GaiaEx Security: How We Protect Your Assets
Non-custodial architecture, MPC infrastructure, and defense in depth
Start With Architecture
Most catastrophic exchange losses share a shape: one place held everyone’s coins. GaiaEx markets itself as non-custodial so that particular honeypot isn’t supposed to exist — trades settle from wallets users control, not from a giant hot wallet with a spreadsheet promise.
MPC Layer
Keys split across parties, threshold signing, periodic refresh — same vocabulary as the MPC deep dive.
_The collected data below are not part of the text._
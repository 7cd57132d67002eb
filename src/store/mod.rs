//! The external health-store contract.
//!
//! The pipeline depends only on this narrow trait, never on store
//! internals: a characteristics accessor, an anchored page query, and a
//! save operation for imported records. Queries are synchronous; the
//! exporter issues one page request at a time and processes pages in
//! issuance order.

mod memory;

pub use memory::InMemoryHealthStore;

use crate::Result;
use crate::models::{Record, UserCharacteristics};

/// Opaque pagination continuation token.
///
/// A store hands a fresh anchor back with every page; the caller treats
/// it as a black box and passes it into the next fetch. `None` denotes
/// the start of the sequence.
#[derive(Debug, Clone, Copy, PartialEq, Eq)]
pub struct Anchor(u64);

impl Anchor {
    /// Wraps a store-private continuation value.
    #[must_use]
    pub fn new(value: u64) -> Self {
        Self(value)
    }

    /// The wrapped continuation value, for store implementations.
    #[must_use]
    pub fn value(self) -> u64 {
        self.0
    }
}

/// Subset predicate applied when pulling records.
#[derive(Debug, Clone, Copy, PartialEq, Eq)]
pub enum RecordFilter {
    /// No source filter.
    All,
    /// Restrict to records this application wrote itself.
    FromThisSource,
    /// Restrict to records carrying the generator marker.
    WithGeneratorMarker,
}

/// One page of an anchored query.
#[derive(Debug, Clone)]
pub struct RecordPage {
    /// The records of this page, at most `limit` of them.
    pub records: Vec<Record>,
    /// Continuation token for the next fetch.
    pub anchor: Anchor,
}

/// The store collaborator the pipeline exports from and imports into.
pub trait HealthStore {
    /// Returns the owner's scalar profile fields, each possibly unset.
    ///
    /// # Errors
    ///
    /// Returns an error if the store cannot be queried.
    fn characteristics(&self) -> Result<UserCharacteristics>;

    /// Fetches one page of records of a type.
    ///
    /// Returns at most `limit` records and a new anchor. A page with
    /// fewer than `limit` records means the sequence is exhausted.
    ///
    /// # Errors
    ///
    /// Returns an error if the query fails.
    fn fetch_page(
        &self,
        type_name: &str,
        filter: RecordFilter,
        anchor: Option<Anchor>,
        limit: usize,
    ) -> Result<RecordPage>;

    /// Persists reconstructed records.
    ///
    /// # Errors
    ///
    /// Returns an error if the store rejects the batch.
    fn save(&mut self, records: Vec<Record>) -> Result<()>;
}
The implementation details belong in GaiaEx’s docs; the user-facing takeaway is: no single backup phrase sitting in plaintext on a sticky note, and no complete key on one server.
Settlement
On-chain settlement means explorers can reconcile balances without trusting a private database. “Atomic” isn’t magic — it’s that swaps either finish or revert, without a middleman sitting on your tokens for a weekend.
Contracts and Audits
Formal verification and bug bounties help; they don’t replace reading diffs on upgrades. If governance can push a malicious contract, you’re back to trust — just with multisig cosplayers.
Operations
Monitoring, incident runbooks, and least-privilege access are where mature teams separate from whitepapers. Users rarely see this layer until it fails.
Your Half of the Bargain
App 2FA on the account, hardware keys where it matters, bookmark the real domain, and treat support DMs as hostile by default. GaiaEx can harden its side; it can’t click “confirm” for you.